The New York-based 2nd U.S. Circuit Court of Appeals had said the lawsuit could proceed.
Richard A. Samp, lawyer for the Washington Legal Foundation, welcomed the court's ruling. "It ensures the ability of senior national security officials to perform their duties without the distraction of having to defend against claims for money damages," he said.
"The decision's effect will be widespread. By enabling all defendants to win dismissal of unsubstantiated claims, it will make it more difficult for plaintiffs to coerce settlements from defendants seeking to avoid the costs of discovery," Samp said.
The court's liberal justices - David Souter, Ruth Bader Ginsburg, Stephen Breyer and John Paul Stevens - dissented from the court's opinion.
"Iqbal contends that Ashcroft and Mueller were at the very least aware of the discriminatory detention policy and condoned it and perhaps even took part in devising it," Souter said. He should be given chance to prove his claims in court, Souter said.
Kennedy said the Sept. 11 attacks were carried out by Arab Muslim hijackers who counted themselves members of al-Qaida.
"It should come as no surprise that a legitimate policy directing law enforcement to arrest and detain individuals because of their suspected link to the attacks would produce a disparate, incidental impact on Arab Muslims, even though the purpose of the policy was to target neither Arabs nor Muslims," he said.
The Supreme Court sent the case back to the lower courts. Iqbal could have a case against others, Kennedy said.

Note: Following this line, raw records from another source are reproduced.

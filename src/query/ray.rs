//! Ray casting against support-mapped shapes.

use crate::math::{Isometry, Point, Real, Vector};
use crate::query::convex_cast::{CastResult, ConvexCast, SubsimplexConvexCast};
use crate::query::gjk::ConstantOrigin;
use crate::shape::SupportMap;

/// A ray for ray-casting queries.
///
/// Points along the ray are computed as `origin + dir * t`. Casts performed with
/// [`cast_ray_against_shape`] only consider `t` in `[0, 1]`, so `dir` is the full segment.
#[derive(Debug, Clone, Copy, PartialEq)]
#[cfg_attr(feature = "serde-serialize", derive(Serialize, Deserialize))]
#[repr(C)]
pub struct Ray {
    /// Starting point of the ray.
    pub origin: Point<Real>,
    /// Direction of the ray.
    pub dir: Vector<Real>,
}

impl Ray {
    /// Creates a new ray starting from `origin` and with the direction `dir`.
    pub fn new(origin: Point<Real>, dir: Vector<Real>) -> Ray {
        Ray { origin, dir }
    }

    /// Creates the ray going from `from` to `to`.
    pub fn from_segment(from: Point<Real>, to: Point<Real>) -> Ray {
        Ray::new(from, to - from)
    }

    /// Computes the point at the given parameter on this ray.
    #[inline]
    pub fn point_at(&self, t: Real) -> Point<Real> {
        self.origin + self.dir * t
    }
}

/// Casts the segment `ray.origin -> ray.point_at(1.0)` against `shape` at `shape_pos`.
///
/// The returned fraction is relative to the full segment, and the normal is the outward
/// surface normal of `shape` at the hit. Hits with a degenerate normal are discarded, and
/// rays starting inside of the shape do not hit it.
pub fn cast_ray_against_shape(
    ray: &Ray,
    shape: &dyn SupportMap,
    shape_pos: &Isometry<Real>,
) -> Option<CastResult> {
    let from = Isometry::translation(ray.origin.x, ray.origin.y, ray.origin.z);
    let to_point = ray.point_at(1.0);
    let to = Isometry::translation(to_point.x, to_point.y, to_point.z);

    let mut cast = SubsimplexConvexCast::new();
    let hit = cast.time_of_impact(&ConstantOrigin, &from, &to, shape, shape_pos, shape_pos)?;

    if hit.normal.norm_squared() > 1.0e-4 {
        Some(CastResult {
            hit_point: ray.point_at(hit.fraction),
            ..hit
        })
    } else {
        None
    }
}
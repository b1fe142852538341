use crate::math::Real;
use crate::query::DEFAULT_CONTACT_BREAKING_THRESHOLD;

/// Parameters for a time-step of the dynamics world.
#[derive(Copy, Clone, Debug, PartialEq)]
#[cfg_attr(feature = "serde-serialize", derive(Serialize, Deserialize))]
pub struct IntegrationParameters {
    /// The length of the fixed sub-steps (default: `1.0 / 60.0`).
    pub fixed_time_step: Real,
    /// The maximum number of sub-steps performed by a single call to `step_simulation`
    /// (default: `1`).
    ///
    /// Zero makes every step a single variable-length sub-step.
    pub max_sub_steps: usize,
    /// The number of iterations of the constraint solver (default: `10`).
    pub solver_iterations: usize,
    /// The ratio of the penetration corrected at each sub-step (default: `0.2`).
    pub erp: Real,
    /// The ratio of the previous impulses reapplied at the beginning of a solve
    /// (default: `0.85`).
    pub warmstarting_factor: Real,
    /// Whether each island is solved separately (default: `true`).
    pub split_islands: bool,
    /// The time a body must stay at rest before falling asleep (default: `2.0`).
    ///
    /// Zero disables sleeping.
    pub deactivation_time: Real,
    /// Prevents all bodies from falling asleep (default: `false`).
    pub disable_deactivation: bool,
    /// The distance beyond which cached contacts are dropped (default: `0.02`).
    pub contact_breaking_threshold: Real,
}

impl Default for IntegrationParameters {
    fn default() -> Self {
        Self {
            fixed_time_step: 1.0 / 60.0,
            max_sub_steps: 1,
            solver_iterations: 10,
            erp: 0.2,
            warmstarting_factor: 0.85,
            split_islands: true,
            deactivation_time: 2.0,
            disable_deactivation: false,
            contact_breaking_threshold: DEFAULT_CONTACT_BREAKING_THRESHOLD,
        }
    }
}
use crate::dynamics::{RigidBodyHandle, RigidBodySet};
use crate::math::{Point, Real, Vector};
use crate::query::{cast_ray_against_shape, Ray};

/// The closest hit found by a [`VehicleRaycaster`].
#[derive(Copy, Clone, Debug, PartialEq)]
pub struct VehicleRaycasterResult {
    /// The hit point, in world space.
    pub hit_point: Point<Real>,
    /// The normal of the hit surface, in world space.
    pub hit_normal: Vector<Real>,
    /// The fraction of the ray traveled before the hit.
    pub fraction: Real,
    /// The body that was hit, if the hit surface belongs to one.
    pub body: Option<RigidBodyHandle>,
}

/// Casts the suspension rays of a vehicle.
pub trait VehicleRaycaster {
    /// Casts the segment `from -> to` and returns the closest hit, ignoring the body `exclude`.
    fn cast_ray(
        &self,
        bodies: &RigidBodySet,
        from: &Point<Real>,
        to: &Point<Real>,
        exclude: Option<RigidBodyHandle>,
    ) -> Option<VehicleRaycasterResult>;
}

/// A raycaster testing the ray against every body of the world responding to contacts.
#[derive(Copy, Clone, Debug, Default)]
pub struct DefaultVehicleRaycaster;

impl VehicleRaycaster for DefaultVehicleRaycaster {
    fn cast_ray(
        &self,
        bodies: &RigidBodySet,
        from: &Point<Real>,
        to: &Point<Real>,
        exclude: Option<RigidBodyHandle>,
    ) -> Option<VehicleRaycasterResult> {
        let ray = Ray::from_segment(*from, *to);
        let mut best: Option<VehicleRaycasterResult> = None;

        for (handle, body) in bodies.iter() {
            if Some(handle) == exclude || !body.has_contact_response() {
                continue;
            }

            let Some(hit) = cast_ray_against_shape(
                &ray,
                body.shape().as_support_map(),
                body.center_of_mass_transform(),
            ) else {
                continue;
            };

            if best.map(|b| hit.fraction < b.fraction).unwrap_or(true) {
                best = Some(VehicleRaycasterResult {
                    hit_point: hit.hit_point,
                    hit_normal: hit.normal,
                    fraction: hit.fraction,
                    body: Some(handle),
                });
            }
        }

        best
    }
}
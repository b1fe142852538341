use crate::dynamics::RigidBodyHandle;
use crate::math::{Isometry, Real};
use crate::query::contact_manifolds::{ContactUserHandle, ManifoldPoint};
use arrayvec::ArrayVec;

/// The maximum number of contact points a persistent manifold can hold.
pub const MANIFOLD_CACHE_SIZE: usize = 4;

/// The default distance beyond which cached contact points are discarded.
pub const DEFAULT_CONTACT_BREAKING_THRESHOLD: Real = 0.02;

/// A function called with the user handle of every contact point leaving a manifold.
pub type ContactDestroyedCallback = fn(ContactUserHandle);

/// A frame-persistent cache of up to four contact points between two bodies.
///
/// New points close to a cached one (in the local-space of the first body) replace it and
/// inherit its lifetime, user handle, and solver impulses. Once the cache is full, the point
/// dropped to make room is the one maximizing the area spanned by the remaining points, and
/// never the deepest one.
#[derive(Clone, Debug)]
pub struct PersistentManifold {
    /// The first body of the pair.
    pub body0: RigidBodyHandle,
    /// The second body of the pair.
    pub body1: RigidBodyHandle,
    points: ArrayVec<ManifoldPoint, MANIFOLD_CACHE_SIZE>,
    contact_breaking_threshold: Real,
    contact_destroyed: Option<ContactDestroyedCallback>,
    /// Scratch value used by the island manager to sort manifolds.
    pub(crate) island_id: Option<usize>,
}

impl Default for PersistentManifold {
    fn default() -> Self {
        Self::new(RigidBodyHandle::invalid(), RigidBodyHandle::invalid())
    }
}

impl PersistentManifold {
    /// Creates an empty manifold between the given bodies.
    pub fn new(body0: RigidBodyHandle, body1: RigidBodyHandle) -> Self {
        Self {
            body0,
            body1,
            points: ArrayVec::new(),
            contact_breaking_threshold: DEFAULT_CONTACT_BREAKING_THRESHOLD,
            contact_destroyed: None,
            island_id: None,
        }
    }

    /// Re-initializes this manifold for a new pair of bodies.
    ///
    /// The contact points must have been cleared beforehand.
    pub fn init(&mut self, body0: RigidBodyHandle, body1: RigidBodyHandle) {
        debug_assert!(self.points.is_empty());
        self.body0 = body0;
        self.body1 = body1;
        self.island_id = None;
    }

    /// The number of cached points.
    #[inline]
    pub fn num_contacts(&self) -> usize {
        self.points.len()
    }

    /// The cached points.
    #[inline]
    pub fn points(&self) -> &[ManifoldPoint] {
        &self.points
    }

    /// The cached points, mutably.
    #[inline]
    pub fn points_mut(&mut self) -> &mut [ManifoldPoint] {
        &mut self.points
    }

    /// The `i`-th cached point.
    #[inline]
    pub fn contact_point(&self, i: usize) -> &ManifoldPoint {
        &self.points[i]
    }

    /// The distance beyond which contacts are discarded by [`Self::refresh_contact_points`].
    pub fn contact_breaking_threshold(&self) -> Real {
        self.contact_breaking_threshold
    }

    /// Sets the distance beyond which contacts are discarded.
    pub fn set_contact_breaking_threshold(&mut self, threshold: Real) {
        self.contact_breaking_threshold = threshold;
    }

    /// Sets the function called whenever a contact carrying a user handle leaves this manifold.
    pub fn set_contact_destroyed_callback(&mut self, callback: Option<ContactDestroyedCallback>) {
        self.contact_destroyed = callback;
    }

    /// Is `distance` close enough for a contact to be kept?
    #[inline]
    pub fn valid_contact_distance(&self, distance: Real) -> bool {
        distance <= self.contact_breaking_threshold
    }

    /// Finds the cached point whose local position on the first body is the closest to
    /// `new_point`'s, among those closer than the breaking threshold.
    pub fn cache_entry(&self, new_point: &ManifoldPoint) -> Option<usize> {
        let mut shortest_dist = self.contact_breaking_threshold * self.contact_breaking_threshold;
        let mut nearest = None;

        for (i, pt) in self.points.iter().enumerate() {
            let dist = (pt.local_point_a - new_point.local_point_a).norm_squared();
            if dist < shortest_dist {
                shortest_dist = dist;
                nearest = Some(i);
            }
        }

        nearest
    }

    /// Adds a new point to this manifold, evicting a cached one if it is full.
    ///
    /// Returns the index the point was inserted at.
    pub fn add_manifold_point(&mut self, new_point: ManifoldPoint) -> usize {
        if self.points.is_full() {
            let insert_index = self.sort_cached_points(&new_point);
            log::trace!("Manifold full, evicting contact {}.", insert_index);
            self.clear_user_cache(insert_index);
            self.points[insert_index] = new_point;
            insert_index
        } else {
            self.points.push(new_point);
            self.points.len() - 1
        }
    }

    /// Overwrites the point at `index` with `new_point`.
    ///
    /// The lifetime, user handle, and applied impulses of the replaced point are kept.
    pub fn replace_contact_point(&mut self, new_point: ManifoldPoint, index: usize) {
        let old = &self.points[index];
        let replaced = ManifoldPoint {
            lifetime: old.lifetime,
            user_handle: old.user_handle,
            applied_impulse: old.applied_impulse,
            applied_impulse_lateral1: old.applied_impulse_lateral1,
            applied_impulse_lateral2: old.applied_impulse_lateral2,
            ..new_point
        };
        self.points[index] = replaced;
    }

    /// Removes the point at `index`, moving the last point into its slot.
    pub fn remove_contact_point(&mut self, index: usize) {
        self.clear_user_cache(index);
        let _ = self.points.swap_remove(index);
    }

    /// Removes all the points of this manifold.
    pub fn clear_manifold(&mut self) {
        for i in 0..self.points.len() {
            self.clear_user_cache(i);
        }
        self.points.clear();
    }

    /// Drops the user handle of the point at `index`, notifying the contact-destroyed callback.
    pub fn clear_user_cache(&mut self, index: usize) {
        if let Some(handle) = self.points[index].user_handle.take() {
            if let Some(callback) = self.contact_destroyed {
                callback(handle);
            }
        }
    }

    /// Updates the world-space positions and distances of the cached points, and removes
    /// the ones that separated or slid apart by more than the breaking threshold.
    pub fn refresh_contact_points(&mut self, pos_a: &Isometry<Real>, pos_b: &Isometry<Real>) {
        for pt in self.points.iter_mut() {
            pt.position_world_on_a = pos_a * pt.local_point_a;
            pt.position_world_on_b = pos_b * pt.local_point_b;
            pt.distance = (pt.position_world_on_a - pt.position_world_on_b)
                .dot(&pt.normal_world_on_b);
            pt.lifetime += 1;
        }

        let threshold2 = self.contact_breaking_threshold * self.contact_breaking_threshold;

        for i in (0..self.points.len()).rev() {
            let pt = &self.points[i];

            if !self.valid_contact_distance(pt.distance) {
                self.remove_contact_point(i);
            } else {
                let projected_point = pt.position_world_on_a - pt.normal_world_on_b * pt.distance;
                let drift = pt.position_world_on_b - projected_point;

                if drift.norm_squared() > threshold2 {
                    self.remove_contact_point(i);
                }
            }
        }
    }

    /// Selects the cached point to replace by `pt` so that the remaining points span the
    /// largest area. The deepest point is never selected.
    fn sort_cached_points(&self, pt: &ManifoldPoint) -> usize {
        let mut deepest = None;
        let mut max_penetration = pt.distance;

        for (i, cached) in self.points.iter().enumerate() {
            if cached.distance < max_penetration {
                deepest = Some(i);
                max_penetration = cached.distance;
            }
        }

        let p = |i: usize| self.points[i].local_point_a;
        let new = pt.local_point_a;
        let candidates = [
            (new - p(1)).cross(&(p(3) - p(2))),
            (new - p(0)).cross(&(p(3) - p(2))),
            (new - p(0)).cross(&(p(3) - p(1))),
            (new - p(0)).cross(&(p(2) - p(1))),
        ];

        let mut best = None;
        let mut best_area = -1.0;

        for (i, diagonals) in candidates.iter().enumerate() {
            if Some(i) == deepest {
                continue;
            }

            let area = diagonals.norm_squared();
            if area > best_area {
                best_area = area;
                best = Some(i);
            }
        }

        // At most one slot is exempt so there is always a candidate.
        best.unwrap_or(0)
    }
}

His "account of his prison ordeal could, if proved, demonstrate unconstitutional misconduct by some governmental actors," Kennedy said. "But the allegations and pleadings with respect to these actors are not before us here."
Iqbal was arrested at his Long Island home on Nov. 2, 2001, and charged with nonviolent federal crimes unrelated to terrorism. Two months later, he was moved to a holding facility in Brooklyn, where he was in solitary confinement for more than 150 days without a hearing, his lawsuit alleges.
He said he was subjected to physical and verbal abuse, including unnecessary strip searches. On the day he entered solitary confinement, he says, he was thrown against a wall, kicked in the stomach, punched in the face and dragged across a floor by federal prison officers.
He was cleared of any involvement in terrorism and was deported in January 2003 after pleading guilty to fraud and being sentenced to a year and four months in prison.
The appeals court said it recognized the gravity of the situation confronting government investigators after the 2001 terrorist attacks and agreed that some forms of government action that otherwise would not be proper are permitted in emergencies.
But it said most of the rights cited in the lawsuit "do not vary with surrounding circumstances, such as the right not to be subjected to needlessly harsh conditions of confinement, the right to be free from the use of excessive force and the right not to be subjected to ethnic or religious discrimination."
A 2003 Justice Department report found "significant problems" with the treatment of post-Sept. 11 detainees at the facility in Brooklyn, including physical abuse and mistreatment.
The case is Ashcroft and Mueller v. Iqbal, 07-1015.